The coefficient matrix is \( A = \begin{pmatrix} 2 & \lambda & 3 \\ 3 & 2 & -1 \\ 4 & 5 & \mu \end{pmatrix} \). Its determinant is:

\[ \Delta = \begin{vmatrix} 2 & \lambda & 3 \\ 3 & 2 & -1 \\ 4 & 5 & \mu \end{vmatrix} = 0 \]

Expanding along the first row:

\[ 2(2\mu - (-5)) - \lambda(3\mu - (-4)) + 3(15 - 8) = 0 \] \[ 2(2\mu + 5) - \lambda(3\mu + 4) + 3(7) = 0 \] \[ 4\mu + 10 - 3\lambda\mu - 4\lambda + 21 = 0 \] \[ 4\mu - 4\lambda - 3\lambda\mu + 31 = 0 \quad \cdots (1) \]

Step 2: Calculate the determinant \( \Delta_z \) and set it to zero to find \( \lambda \).

We replace the third column (coefficients of z) with the constant terms:

\[ \Delta_z = \begin{vmatrix} 2 & \lambda & 5 \\ 3 & 2 & 7 \\ 4 & 5 & 9 \end{vmatrix} = 0 \]

Expanding along the first row:

\[ 2(2 \cdot 9 - 7 \cdot 5) - \lambda(3 \cdot 9 - 7 \cdot 4) + 5(3 \cdot 5 - 2 \cdot 4) = 0 \] \[ 2(18 - 35) - \lambda(27 - 28) + 5(15 - 8) = 0 \] \[ 2(-17) - \lambda(-1) + 5(7) = 0 \] \[ -34 + \lambda + 35 = 0 \] \[ \lambda + 1 = 0 \implies \lambda = -1 \]
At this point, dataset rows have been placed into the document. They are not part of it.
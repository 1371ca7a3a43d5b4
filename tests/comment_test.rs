//! Integration tests for comment endpoints: add/reply, nesting
//! validation, notification targeting, ownership, and cascade delete.

use std::sync::Arc;

use serde_json::json;
use tokio::net::TcpListener;

use agromart_server::db::{self, DbPool};
use agromart_server::fanout::FanoutDispatcher;
use agromart_server::mail::{Mailer, RecordingMailer};
use agromart_server::presence::PresenceRegistry;
use agromart_server::routes::build_router;
use agromart_server::state::AppState;
use agromart_server::users;

/// Start the server on a random port. Returns the base URL plus the
/// in-process handles the tests assert against.
async fn start_test_server() -> (String, DbPool, Arc<RecordingMailer>) {
    let tmp_dir = tempfile::tempdir().expect("Failed to create temp dir");
    let data_dir = tmp_dir.path().to_str().unwrap().to_string();

    let db = db::init_db(&data_dir).expect("Failed to init DB");
    let mailer = Arc::new(RecordingMailer::new());
    let presence = Arc::new(PresenceRegistry::new());
    let dispatcher = Arc::new(FanoutDispatcher::new(
        presence.clone(),
        Some(mailer.clone() as Arc<dyn Mailer>),
    ));

    let state = AppState {
        db: db.clone(),
        presence,
        dispatcher,
    };

    let app = build_router(state);
    let listener = TcpListener::bind("127.0.0.1:0").await.unwrap();
    let addr = listener.local_addr().unwrap();

    tokio::spawn(async move {
        axum::serve(listener, app).await.unwrap();
        let _keep = tmp_dir;
    });

    (format!("http://{}", addr), db, mailer)
}

/// Seed a seller with one product plus two buyers.
fn seed_marketplace(db: &DbPool) {
    let conn = db.lock().unwrap();
    users::insert_user(&conn, "seller", "Sam Seller", "sam@example.com", "seller", false).unwrap();
    users::insert_user(&conn, "alice", "Alice", "alice@example.com", "buyer", false).unwrap();
    users::insert_user(&conn, "bob", "Bob", "bob@example.com", "buyer", false).unwrap();
    users::insert_product(&conn, "p1", "seller", "Organic Apples").unwrap();
}

async fn post_comment(
    client: &reqwest::Client,
    base_url: &str,
    author: &str,
    content: &str,
    parent: Option<&str>,
) -> reqwest::Response {
    client
        .post(format!("{base_url}/api/comments"))
        .header("X-User-Id", author)
        .json(&json!({
            "product_id": "p1",
            "content": content,
            "parent_comment_id": parent,
        }))
        .send()
        .await
        .unwrap()
}

#[tokio::test]
async fn top_level_comment_notifies_seller_and_reply_notifies_author() {
    let (base_url, db, _mailer) = start_test_server().await;
    seed_marketplace(&db);

    let client = reqwest::Client::new();

    let resp = post_comment(&client, &base_url, "alice", "Are these in season?", None).await;
    assert_eq!(resp.status(), 201);
    let comment: serde_json::Value = resp.json().await.unwrap();
    let comment_id = comment["id"].as_str().unwrap().to_string();

    // Seller got a comment-kind notification
    let seller_list: Vec<serde_json::Value> = client
        .get(format!("{base_url}/api/notifications"))
        .header("X-User-Id", "seller")
        .send()
        .await
        .unwrap()
        .json()
        .await
        .unwrap();
    assert_eq!(seller_list.len(), 1);
    assert_eq!(seller_list[0]["kind"], "comment");

    // Bob replies; Alice (parent author) is notified, exactly once
    let resp = post_comment(&client, &base_url, "bob", "They are!", Some(&comment_id)).await;
    assert_eq!(resp.status(), 201);

    let alice_list: Vec<serde_json::Value> = client
        .get(format!("{base_url}/api/notifications"))
        .header("X-User-Id", "alice")
        .send()
        .await
        .unwrap()
        .json()
        .await
        .unwrap();
    assert_eq!(alice_list.len(), 1);
    assert_eq!(alice_list[0]["kind"], "comment");
}

#[tokio::test]
async fn self_reply_produces_zero_notifications() {
    let (base_url, db, _mailer) = start_test_server().await;
    seed_marketplace(&db);

    let client = reqwest::Client::new();
    let comment: serde_json::Value = post_comment(&client, &base_url, "alice", "Anyone?", None)
        .await
        .json()
        .await
        .unwrap();
    let comment_id = comment["id"].as_str().unwrap();

    let resp = post_comment(&client, &base_url, "alice", "Never mind", Some(comment_id)).await;
    assert_eq!(resp.status(), 201);

    let alice_list: Vec<serde_json::Value> = client
        .get(format!("{base_url}/api/notifications"))
        .header("X-User-Id", "alice")
        .send()
        .await
        .unwrap()
        .json()
        .await
        .unwrap();
    assert!(alice_list.is_empty());
}

#[tokio::test]
async fn reply_to_reply_is_rejected() {
    let (base_url, db, _mailer) = start_test_server().await;
    seed_marketplace(&db);

    let client = reqwest::Client::new();
    let parent: serde_json::Value = post_comment(&client, &base_url, "alice", "Top", None)
        .await
        .json()
        .await
        .unwrap();
    let reply: serde_json::Value = post_comment(
        &client,
        &base_url,
        "bob",
        "Reply",
        Some(parent["id"].as_str().unwrap()),
    )
    .await
    .json()
    .await
    .unwrap();

    let resp = post_comment(
        &client,
        &base_url,
        "alice",
        "Deeper",
        Some(reply["id"].as_str().unwrap()),
    )
    .await;
    assert_eq!(resp.status(), 400);
}

#[tokio::test]
async fn delete_cascades_to_replies_and_requires_ownership() {
    let (base_url, db, _mailer) = start_test_server().await;
    seed_marketplace(&db);

    let client = reqwest::Client::new();
    let comment: serde_json::Value = post_comment(&client, &base_url, "alice", "Doomed", None)
        .await
        .json()
        .await
        .unwrap();
    let comment_id = comment["id"].as_str().unwrap();
    post_comment(&client, &base_url, "bob", "r1", Some(comment_id)).await;
    post_comment(&client, &base_url, "seller", "r2", Some(comment_id)).await;

    // Bob is not the author
    let resp = client
        .delete(format!("{base_url}/api/comments/{comment_id}"))
        .header("X-User-Id", "bob")
        .send()
        .await
        .unwrap();
    assert_eq!(resp.status(), 403);

    // Alice is
    let resp = client
        .delete(format!("{base_url}/api/comments/{comment_id}"))
        .header("X-User-Id", "alice")
        .send()
        .await
        .unwrap();
    assert_eq!(resp.status(), 200);

    let listing: Vec<serde_json::Value> = client
        .get(format!("{base_url}/api/comments/p1"))
        .send()
        .await
        .unwrap()
        .json()
        .await
        .unwrap();
    assert!(listing.is_empty());
}

#[tokio::test]
async fn listing_nests_replies_under_top_level_comments() {
    let (base_url, db, _mailer) = start_test_server().await;
    seed_marketplace(&db);

    let client = reqwest::Client::new();
    let comment: serde_json::Value = post_comment(&client, &base_url, "alice", "Top", None)
        .await
        .json()
        .await
        .unwrap();
    post_comment(
        &client,
        &base_url,
        "bob",
        "Reply",
        Some(comment["id"].as_str().unwrap()),
    )
    .await;

    let listing: Vec<serde_json::Value> = client
        .get(format!("{base_url}/api/comments/p1"))
        .send()
        .await
        .unwrap()
        .json()
        .await
        .unwrap();
    assert_eq!(listing.len(), 1);
    assert_eq!(listing[0]["author_name"], "Alice");
    assert_eq!(listing[0]["replies"].as_array().unwrap().len(), 1);
    assert_eq!(listing[0]["replies"][0]["author_name"], "Bob");
}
Step 3: Substitute the value of \( \lambda \) into equation (1) to find \( \mu \).

Using \( \lambda = -1 \) in the equation \( 4\mu - 4\lambda - 3\lambda\mu + 31 = 0 \):

\[ 4\mu - 4(-1) - 3(-1)\mu + 31 = 0 \] \[ 4\mu + 4 + 3\mu + 31 = 0 \] \[ 7\mu + 35 = 0 \] \[ 7\mu = -35 \] \[ \mu = -5 \]

Step 4: Calculate the final required value, \( \lambda^2 + \mu^2 \).

We have found \( \lambda = -1 \) and \( \mu = -5 \).

\[ \lambda^2 + \mu^2 = (-1)^2 + (-5)^2 \] \[ = 1 + 25 \] \[ = 26 \]

Thus, for the system to have infinitely many solutions, the value of \( \lambda^2 + \mu^2 \) is 26.